AIB also reported, on the day of its annual general meeting, that its total income rose 4 per cent during the first three months of the year and that it had released a further €50 million of bad loan provisions. Last year it freed up €238 million of the €1.46 billion of loan provisions taken during the worst of the Covid-19 crisis.

"Today I am pleased to announce both a strong first-quarter performance and the commencement of our share buyback programme," said chief executive Colin Hunt. "Notwithstanding heightened geopolitical risk and uncertainty internationally, the Irish economy remains strong."

Temporary staff

Last week saw AIB receive competition approval to proceed with its planned acquisition of €3.7 billion of Ulster Bank corporate and commercial loans. The bank also disclosed that it had entered exclusive talks to buy Ulster Bank’s €6 billion of tracker mortgages, as the UK-owned lender continues its retreat from the Irish market.

Mr Hunt told reporters after the agm that AIB was planning to hire as many as 700 temporary staff to help manage an expected surge in Ulster Bank and KBC Bank Ireland customers seeking to open current and deposit accounts elsewhere in the coming months as the foreign-owned lenders retreat from the Republic.

The bank estimates it will have to deploy 500-1,000 staff to help with the transition, according to Mr Hunt. About 300 of these will be from existing staff, with the remainder to be hired on a temporary basis.

It is understood that as many of 100 temporary workers have already been engaged.

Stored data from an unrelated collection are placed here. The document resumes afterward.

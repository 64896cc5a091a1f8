pub mod widgets;

use crate::app::{App, Focus, InputMode, LoadStatus};
use crate::ui::widgets::Pane;
use ratatui::{
    Frame,
    layout::{Constraint, Direction, Layout, Rect},
    style::{Color, Modifier, Style},
    text::{Line, Span},
    widgets::{Block, Borders, Paragraph},
};

/// Screen regions. Shared by drawing and mouse hit-testing so both agree on
/// where the graph lives.
#[derive(Debug, Clone, Copy, PartialEq, Eq)]
pub struct ScreenAreas {
    pub input: Rect,
    pub profile: Rect,
    pub stats: Rect,
    pub table: Rect,
    pub graph: Rect,
    pub status: Rect,
}

pub fn areas(area: Rect) -> ScreenAreas {
    let rows = Layout::default()
        .direction(Direction::Vertical)
        .constraints([
            Constraint::Length(3),
            Constraint::Min(10),
            Constraint::Length(1),
        ])
        .split(area);

    let body = Layout::default()
        .direction(Direction::Horizontal)
        .constraints([Constraint::Percentage(45), Constraint::Percentage(55)])
        .split(rows[1]);

    let left = Layout::default()
        .direction(Direction::Vertical)
        .constraints([
            Constraint::Length(8),
            Constraint::Length(5),
            Constraint::Min(5),
        ])
        .split(body[0]);

    ScreenAreas {
        input: rows[0],
        profile: left[0],
        stats: left[1],
        table: left[2],
        graph: body[1],
        status: rows[2],
    }
}

pub fn draw(frame: &mut Frame, app: &App) {
    let areas = areas(frame.area());

    render_input(frame, areas.input, app);
    app.profile.render(frame, areas.profile, false);
    app.stats.render(frame, areas.stats, false);
    app.table
        .render(frame, areas.table, app.focus == Focus::Table);
    app.graph
        .render(frame, areas.graph, app.focus == Focus::Graph);
    render_status(frame, areas.status, app);
}

fn render_input(frame: &mut Frame, area: Rect, app: &App) {
    let editing = app.mode == InputMode::Query;
    let border_style = if editing {
        Style::default().fg(Color::Yellow)
    } else {
        Style::default().fg(Color::White)
    };

    let block = Block::default()
        .title(" User (@handle, id or profile URL) ")
        .borders(Borders::ALL)
        .border_style(border_style);

    let line = if editing {
        Line::from(vec![
            Span::styled(app.input.clone(), Style::default().fg(Color::White)),
            Span::styled("▏", Style::default().fg(Color::Yellow)),
        ])
    } else if app.input.is_empty() {
        Line::from(Span::styled(
            "press u to look up a user",
            Style::default().fg(Color::DarkGray),
        ))
    } else {
        Line::from(Span::styled(
            app.input.clone(),
            Style::default().fg(Color::Cyan),
        ))
    };

    frame.render_widget(Paragraph::new(line).block(block), area);
}

fn render_status(frame: &mut Frame, area: Rect, app: &App) {
    let state = match &app.status {
        LoadStatus::Idle => Span::styled("idle", Style::default().fg(Color::DarkGray)),
        LoadStatus::Loading(query) => Span::styled(
            format!("loading {}...", query),
            Style::default().fg(Color::Yellow),
        ),
        LoadStatus::Loaded(query) => {
            Span::styled(format!("loaded {}", query), Style::default().fg(Color::Green))
        }
        LoadStatus::Failed(message) => Span::styled(
            message.clone(),
            Style::default().fg(Color::Red).add_modifier(Modifier::BOLD),
        ),
    };

    let hints = match app.mode {
        InputMode::Normal => {
            " | q quit  u user  / search  tab focus  1-3 list  s/n/f/g sort  r reverse  o open"
        }
        InputMode::Query => " | enter load  esc cancel",
        InputMode::Search => " | enter keep  esc clear",
    };

    let line = Line::from(vec![
        state,
        Span::styled(hints, Style::default().fg(Color::DarkGray)),
    ]);
    frame.render_widget(Paragraph::new(line), area);
}
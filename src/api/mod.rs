pub mod channel;
pub mod client;
pub mod paginate;
pub mod source;

pub use channel::{ChannelInfo, RecentLive, Schedule};
pub use client::{FollowData, FollowSnapshot, SpoonClient};
pub use paginate::{Aggregated, PageStats, Paginator, Termination};
pub use source::{HttpSource, JsonSource, ProxyRewrite};

use serde::{Deserialize, Serialize};

pub const DEFAULT_API_BASE: &str = "https://jp-api.spooncast.net";

/// A followable account.
#[derive(Debug, Clone, PartialEq, Serialize)]
pub struct Entity {
    pub id: u64,
    pub nickname: String,
    pub tag: String,
    pub profile_url: Option<String>,
    pub follower_count: u64,
    pub following_count: u64,
    pub is_live: Option<bool>,
    pub last_live_at: Option<String>,
    pub description: String,
    pub date_joined: Option<String>,
    pub is_verified: bool,
}

/// The user at the middle of the graph.
#[derive(Debug, Clone, PartialEq, Serialize)]
pub struct CenterUser {
    pub id: String,
    pub nickname: String,
    pub tag: String,
    pub profile_url: Option<String>,
}

impl CenterUser {
    /// Stand-in used when the profile endpoint returns no result.
    pub fn placeholder(id: u64) -> Self {
        Self {
            id: id.to_string(),
            nickname: format!("User {}", id),
            tag: format!("user_{}", id),
            profile_url: None,
        }
    }
}

impl From<&Entity> for CenterUser {
    fn from(entity: &Entity) -> Self {
        Self {
            id: entity.id.to_string(),
            nickname: entity.nickname.clone(),
            tag: entity.tag.clone(),
            profile_url: entity.profile_url.clone(),
        }
    }
}

/// Account record as the API sends it. Only `id` is mandatory; everything
/// else is normalized when converting into [`Entity`].
#[derive(Debug, Deserialize)]
struct ApiUser {
    id: u64,
    #[serde(default)]
    nickname: Option<String>,
    #[serde(default)]
    tag: Option<String>,
    #[serde(default)]
    profile_url: Option<String>,
    #[serde(default)]
    follower_count: Option<u64>,
    #[serde(default)]
    following_count: Option<u64>,
    #[serde(default)]
    is_live: Option<bool>,
    #[serde(default)]
    current_live: Option<serde_json::Value>,
    #[serde(default)]
    last_live_at: Option<String>,
    #[serde(default)]
    description: Option<String>,
    #[serde(default)]
    date_joined: Option<String>,
    #[serde(default)]
    is_verified: Option<bool>,
}

impl From<ApiUser> for Entity {
    fn from(u: ApiUser) -> Self {
        let is_live = u
            .is_live
            .or_else(|| u.current_live.as_ref().map(|live| !live.is_null()));
        let tag = u.tag.unwrap_or_default();

        Entity {
            id: u.id,
            nickname: u.nickname.unwrap_or_default(),
            tag: tag.trim_start_matches('@').to_string(),
            profile_url: u.profile_url.filter(|url| !url.trim().is_empty()),
            follower_count: u.follower_count.unwrap_or(0),
            following_count: u.following_count.unwrap_or(0),
            is_live,
            last_live_at: u.last_live_at,
            description: u.description.unwrap_or_default(),
            date_joined: u.date_joined,
            is_verified: u.is_verified.unwrap_or(false),
        }
    }
}

impl<'de> Deserialize<'de> for Entity {
    fn deserialize<D>(deserializer: D) -> Result<Self, D::Error>
    where
        D: serde::Deserializer<'de>,
    {
        ApiUser::deserialize(deserializer).map(Entity::from)
    }
}

#[cfg(test)]
pub(crate) mod testing {
    use super::{Entity, JsonSource};
    use crate::error::FetchError;
    use async_trait::async_trait;
    use serde_json::{json, Value};
    use std::collections::HashMap;
    use std::sync::Mutex;
    use std::time::Duration;

    /// In-memory API: canned JSON per URL, canned HTTP failures, optional latency.
    #[derive(Default)]
    pub struct MockSource {
        pages: HashMap<String, Value>,
        statuses: HashMap<String, u16>,
        delay: Option<Duration>,
        calls: Mutex<Vec<String>>,
    }

    impl MockSource {
        pub fn new() -> Self {
            Self::default()
        }

        pub fn with_page(mut self, url: &str, body: Value) -> Self {
            self.pages.insert(url.to_string(), body);
            self
        }

        pub fn with_status(mut self, url: &str, status: u16) -> Self {
            self.statuses.insert(url.to_string(), status);
            self
        }

        pub fn with_delay(mut self, delay: Duration) -> Self {
            self.delay = Some(delay);
            self
        }

        pub fn calls(&self) -> Vec<String> {
            self.calls.lock().unwrap().clone()
        }
    }

    #[async_trait]
    impl JsonSource for MockSource {
        async fn get_json(&self, url: &str) -> Result<Value, FetchError> {
            self.calls.lock().unwrap().push(url.to_string());
            if let Some(delay) = self.delay {
                tokio::time::sleep(delay).await;
            }
            if let Some(status) = self.statuses.get(url) {
                return Err(FetchError::Status {
                    url: url.to_string(),
                    status: *status,
                });
            }
            self.pages.get(url).cloned().ok_or_else(|| FetchError::Status {
                url: url.to_string(),
                status: 404,
            })
        }
    }

    pub fn entity_json(id: u64) -> Value {
        json!({
            "id": id,
            "nickname": format!("user{}", id),
            "tag": format!("tag{}", id),
            "follower_count": id * 10,
            "following_count": id,
        })
    }

    pub fn list_page(ids: &[u64], next: Option<&str>) -> Value {
        json!({
            "status_code": 200,
            "detail": "Success",
            "next": next,
            "previous": null,
            "results": ids.iter().map(|id| entity_json(*id)).collect::<Vec<_>>(),
        })
    }

    pub fn entity(id: u64) -> Entity {
        Entity {
            id,
            nickname: format!("user{}", id),
            tag: format!("tag{}", id),
            profile_url: None,
            follower_count: id * 10,
            following_count: id,
            is_live: None,
            last_live_at: None,
            description: String::new(),
            date_joined: None,
            is_verified: false,
        }
    }
}

#[cfg(test)]
mod tests {
    use super::*;
    use serde_json::json;

    #[test]
    fn test_entity_from_api_json() {
        let value = json!({
            "id": 316165978,
            "nickname": "fumiya",
            "tag": "mr.forte",
            "top_impressions": [],
            "profile_url": "http://cdn.example/p.jpg",
            "follower_count": 6,
            "following_count": 8,
            "current_live": null,
            "date_joined": "2024-01-30T13:11:25.659291Z",
            "is_verified": false
        });
        let entity: Entity = serde_json::from_value(value).unwrap();
        assert_eq!(entity.id, 316165978);
        assert_eq!(entity.tag, "mr.forte");
        assert_eq!(entity.follower_count, 6);
        assert_eq!(entity.is_live, None);
        assert_eq!(
            entity.date_joined.as_deref(),
            Some("2024-01-30T13:11:25.659291Z")
        );
    }

    #[test]
    fn test_entity_live_from_current_live() {
        let value = json!({ "id": 1, "current_live": { "id": 99 } });
        let entity: Entity = serde_json::from_value(value).unwrap();
        assert_eq!(entity.is_live, Some(true));
        assert_eq!(entity.nickname, "");
    }

    #[test]
    fn test_entity_explicit_live_flag_wins() {
        let value = json!({ "id": 1, "is_live": false, "current_live": { "id": 99 } });
        let entity: Entity = serde_json::from_value(value).unwrap();
        assert_eq!(entity.is_live, Some(false));
    }

    #[test]
    fn test_entity_normalizes_tag_and_blank_avatar() {
        let value = json!({ "id": 2, "tag": "@someone", "profile_url": "  " });
        let entity: Entity = serde_json::from_value(value).unwrap();
        assert_eq!(entity.tag, "someone");
        assert!(entity.profile_url.is_none());
    }

    #[test]
    fn test_entity_without_id_rejected() {
        let value = json!({ "nickname": "ghost" });
        assert!(serde_json::from_value::<Entity>(value).is_err());
        let value = json!({ "id": "not-a-number" });
        assert!(serde_json::from_value::<Entity>(value).is_err());
    }

    #[test]
    fn test_center_user_placeholder() {
        let center = CenterUser::placeholder(123);
        assert_eq!(center.id, "123");
        assert_eq!(center.tag, "user_123");
        assert!(center.profile_url.is_none());
    }
}
//! Pure coordinate computation for the follow diagram. Nothing here knows how
//! nodes are drawn.

pub mod drag;
pub mod edges;
pub mod radial;

pub use drag::{DragState, GraphScene};
pub use edges::{connection_line, ConnectionLine};
pub use radial::{RadialLayout, RingPolicy};

use crate::api::{CenterUser, Entity};
use std::ops::{Add, Sub};

/// Space kept between the canvas edge and the outer ring.
pub const RING_MARGIN: f64 = 80.0;
/// Space a dragged node must keep from the canvas edge.
pub const DRAG_MARGIN: f64 = 50.0;
pub const CENTER_RADIUS: f64 = 20.0;
pub const NODE_RADIUS: f64 = 12.0;

#[derive(Debug, Clone, Copy, Default, PartialEq)]
pub struct Point {
    pub x: f64,
    pub y: f64,
}

impl Point {
    pub fn new(x: f64, y: f64) -> Self {
        Self { x, y }
    }

    pub fn distance(self, other: Point) -> f64 {
        (other.x - self.x).hypot(other.y - self.y)
    }
}

impl Add for Point {
    type Output = Point;

    fn add(self, rhs: Point) -> Point {
        Point::new(self.x + rhs.x, self.y + rhs.y)
    }
}

impl Sub for Point {
    type Output = Point;

    fn sub(self, rhs: Point) -> Point {
        Point::new(self.x - rhs.x, self.y - rhs.y)
    }
}

#[derive(Debug, Clone, Copy, PartialEq)]
pub struct Canvas {
    pub width: f64,
    pub height: f64,
}

impl Canvas {
    pub fn new(width: f64, height: f64) -> Self {
        Self { width, height }
    }

    pub fn center(&self) -> Point {
        Point::new(self.width / 2.0, self.height / 2.0)
    }

    /// Keep `p` at least `margin` away from every edge. On a canvas smaller
    /// than twice the margin both axes collapse to `margin`.
    pub fn clamp(&self, p: Point, margin: f64) -> Point {
        Point::new(
            p.x.min(self.width - margin).max(margin),
            p.y.min(self.height - margin).max(margin),
        )
    }
}

#[derive(Debug, Clone, Copy, PartialEq, Eq, Hash)]
pub enum Role {
    Center,
    Follower,
    Following,
    Mutual,
}

impl Role {
    pub fn radius(self) -> f64 {
        match self {
            Role::Center => CENTER_RADIUS,
            _ => NODE_RADIUS,
        }
    }
}

#[derive(Debug, Clone, PartialEq)]
pub enum NodeSubject {
    Center(CenterUser),
    Account(Entity),
}

impl NodeSubject {
    pub fn nickname(&self) -> &str {
        match self {
            NodeSubject::Center(user) => &user.nickname,
            NodeSubject::Account(entity) => &entity.nickname,
        }
    }
}

#[derive(Debug, Clone, PartialEq)]
pub struct LayoutNode {
    pub id: String,
    pub position: Point,
    pub role: Role,
    pub subject: NodeSubject,
}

The remaining banks in the market say the vast majority of new customers who are signing on are doing so directly, using digital apps. However, some banks – such as AIB and PTSB – require people setting up joint accounts do so in person in physical branches.

Central Bank officials warned last month that exiting and remaining banks were not up to speed with managing the process as more than one million Ulster Bank and KBC Ireland current and deposit accounts are forced to find new homes for their money over the next year or so.